Retirez délicatement le liquide à l’aide d’une serviette en papier. Ensuite, lavez les sections deux fois avec du PBT et une fois avec du PBS pendant cinq minutes chacune. Incuber les sections pendant 10 minutes dans dappy avant d’utiliser PBS pour laver deux fois pendant 10 minutes chacune.

Ensuite, utilisez l’agent de montage Antifa et une lamelle pour monter les échantillons avant d’utiliser la microscopie à fluorescence confocale ou à champ large pour imager les échantillons après avoir établi un système TET fonctionnel chez le poisson zèbre. Ce système peut être utilisé pour tester la fonction des gènes ou des voies de signalisation dans des tissus individuels. Comme le montre ici, l’activateur de tet piloté par le promoteur HER 4.3 induit l’expression du répondeur TED uniquement dans un sous-ensemble de tissus de la fluorescence YFP régénérée est détectée dans le blase proximal prolifératif tandis que le blase distal et l’épiderme sont dépourvus d’expression.

L’expression de l’antagoniste bêta-caténine WINT agit dans le domaine HER 4.3 contenant les cellules prolifératives de la blase, n’a étonnamment aucun effet sur la prolifération cellulaire régénérative. Cela suggère que le vent, la bétaïne et la signalisation dans le blastème proximal prolifératif n’ont pas de rôle essentiel dans la régulation de la prolifération des cellules ML des blastes. En revanche, l’utilisation de la lignée activatrice Tet pilotée par le promoteur de l’ubiquitine pour induire l’expression de l’axine un dans tous les tissus de la régénération de la nageoire interfère fortement avec la prolifération cellulaire régénérative.
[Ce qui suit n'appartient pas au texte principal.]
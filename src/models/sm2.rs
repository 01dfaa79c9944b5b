//! SM-2 (SuperMemo 2) spaced repetition scheduler.
//!
//! The scheduler computes review intervals from a 0-5 recall grade:
//! - Grades 0-2 reset the repetition ladder (the interval restarts at 1 day
//!   on the next success); the easiness factor is left untouched.
//! - Grades 3-5 grow the interval progressively (1 day, 6 days, then an
//!   easiness-factor multiple) and adjust the easiness factor, which never
//!   drops below its configured floor.
//! - Grade 3 ("correct with serious difficulty") schedules the card for
//!   immediate re-review regardless of the computed interval.

use serde::{Deserialize, Serialize};
use thiserror::Error;

use super::StudyState;

/// Lowest easiness factor the algorithm allows.
pub const MIN_EASINESS_FACTOR: f64 = 1.3;

pub const SECONDS_PER_DAY: f64 = 86_400.0;

#[derive(Error, Debug, Clone, Copy, PartialEq, Eq)]
#[error("invalid grade {0}: expected a quality value in 0..=5")]
pub struct InvalidGrade(pub u8);

/// Quality of a recall on the 0-5 SM-2 scale.
#[derive(Clone, Copy, Debug, PartialEq, Eq, PartialOrd, Ord, Serialize, Deserialize)]
#[serde(rename_all = "camelCase")]
pub enum Grade {
    /// Complete blackout.
    Blackout = 0,
    /// Incorrect response; the correct one remembered.
    Incorrect = 1,
    /// Incorrect response; the correct one seemed easy to recall.
    IncorrectEasy = 2,
    /// Correct response recalled with serious difficulty.
    Difficult = 3,
    /// Correct response after a hesitation.
    Hesitant = 4,
    /// Perfect response.
    Perfect = 5,
}

impl Grade {
    pub fn from_quality(quality: u8) -> Result<Self, InvalidGrade> {
        match quality {
            0 => Ok(Self::Blackout),
            1 => Ok(Self::Incorrect),
            2 => Ok(Self::IncorrectEasy),
            3 => Ok(Self::Difficult),
            4 => Ok(Self::Hesitant),
            5 => Ok(Self::Perfect),
            other => Err(InvalidGrade(other)),
        }
    }

    pub fn quality(self) -> u8 {
        self as u8
    }

    /// Grades of 3 and above count as a successful recall.
    pub fn is_pass(self) -> bool {
        self.quality() >= 3
    }
}

impl std::fmt::Display for Grade {
    fn fmt(&self, f: &mut std::fmt::Formatter<'_>) -> std::fmt::Result {
        let text = match self {
            Self::Blackout => "complete blackout",
            Self::Incorrect => "incorrect response; the correct one remembered",
            Self::IncorrectEasy => "incorrect response; the correct one seemed easy to recall",
            Self::Difficult => "correct response recalled with serious difficulty",
            Self::Hesitant => "correct response after a hesitation",
            Self::Perfect => "perfect response",
        };
        f.write_str(text)
    }
}

/// SM-2 grading engine. The easiness-factor floor is explicit configuration
/// rather than a process-wide constant.
#[derive(Clone, Copy, Debug)]
pub struct Scheduler {
    pub min_easiness_factor: f64,
}

impl Default for Scheduler {
    fn default() -> Self {
        Self {
            min_easiness_factor: MIN_EASINESS_FACTOR,
        }
    }
}

impl Scheduler {
    /// Grades a recall and returns the next study state.
    ///
    /// `now` is epoch seconds, passed in rather than read implicitly so the
    /// function stays pure. A quality value outside 0-5 is rejected before
    /// any computation.
    pub fn grade(
        &self,
        study: &StudyState,
        quality: u8,
        now: f64,
    ) -> Result<StudyState, InvalidGrade> {
        let grade = Grade::from_quality(quality)?;
        Ok(self.apply(study, grade, now))
    }

    /// Same as [`Self::grade`] for an already-validated [`Grade`].
    pub fn apply(&self, study: &StudyState, grade: Grade, now: f64) -> StudyState {
        let mut next = study.clone();

        if grade.is_pass() {
            let q = f64::from(5 - grade.quality());
            let new_ef = next.easiness_factor + (0.1 - q * (0.08 + q * 0.02));
            next.easiness_factor = new_ef.max(self.min_easiness_factor);
            next.repetition += 1;
            next.interval = match next.repetition {
                1 => 1,
                2 => 6,
                n => (f64::from(n - 1) * next.easiness_factor).ceil() as u32,
            };
        } else {
            // Failed recall: restart the repetition ladder, EF untouched.
            next.repetition = 0;
            next.interval = 0;
        }

        // Barely passed: review again right away, whatever the formula said.
        if grade == Grade::Difficult {
            next.interval = 0;
        }

        next.previous_review_at = study.next_review_at;
        next.next_review_at = now + f64::from(next.interval) * SECONDS_PER_DAY;
        next
    }
}
//! Per-card spaced repetition state.
use chrono::{DateTime, Utc};
use serde::{Deserialize, Serialize};

/// Mutable scheduling state attached to every card.
///
/// Timestamps are epoch seconds. A `previous_review_at` of `0.0` marks a card
/// that has never been reviewed; a fresh card is due immediately.
#[derive(Clone, Debug, PartialEq, Serialize, Deserialize)]
#[serde(rename_all = "camelCase")]
pub struct StudyState {
    #[serde(default = "default_easiness_factor")]
    pub easiness_factor: f64,
    #[serde(default)]
    pub repetition: u32,
    #[serde(default)]
    pub interval: u32,
    #[serde(default)]
    pub previous_review_at: f64,
    #[serde(default)]
    pub next_review_at: f64,
}

fn default_easiness_factor() -> f64 {
    2.5
}

impl Default for StudyState {
    fn default() -> Self {
        Self {
            easiness_factor: default_easiness_factor(),
            repetition: 0,
            interval: 0,
            previous_review_at: 0.0,
            next_review_at: 0.0,
        }
    }
}

impl StudyState {
    /// Whether the card is due for review at `now` (epoch seconds).
    pub fn is_due(&self, now: f64) -> bool {
        self.next_review_at <= now
    }

    pub fn never_reviewed(&self) -> bool {
        self.previous_review_at == 0.0
    }

    /// The next due date as a calendar timestamp, for display and sorting.
    pub fn next_review_date(&self) -> Option<DateTime<Utc>> {
        DateTime::from_timestamp(self.next_review_at as i64, 0)
    }
}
De plus, l’expression de l’axone un dans le domaine HER 4.3, qui n’inclut pas les ostéoblastes, interfère fortement avec la formation osseuse chez les régénérés. Ainsi, l’interférence tissulaire spécifique avec la signalisation du vent à l’aide du système TE on révèle des fonctions indirectes inattendues de la signalisation éolienne dans la régulation de la prolifération cellulaire et la régénération osseuse. Une fois maîtrisée, cette technique peut être utilisée pour l’expression génique ciblée inductible dans n’importe quel tissu d’intérêt.

Nous avons appliqué avec succès cette méthode pour sonder les fonctions tissulaires spécifiques de la signalisation de la nicotine dans la nageoire en queue de poisson S en régénération. L’utilisation de cette méthode aidera à acquérir une compréhension plus complète des déterminants moléculaires régulant la régénération des tissus.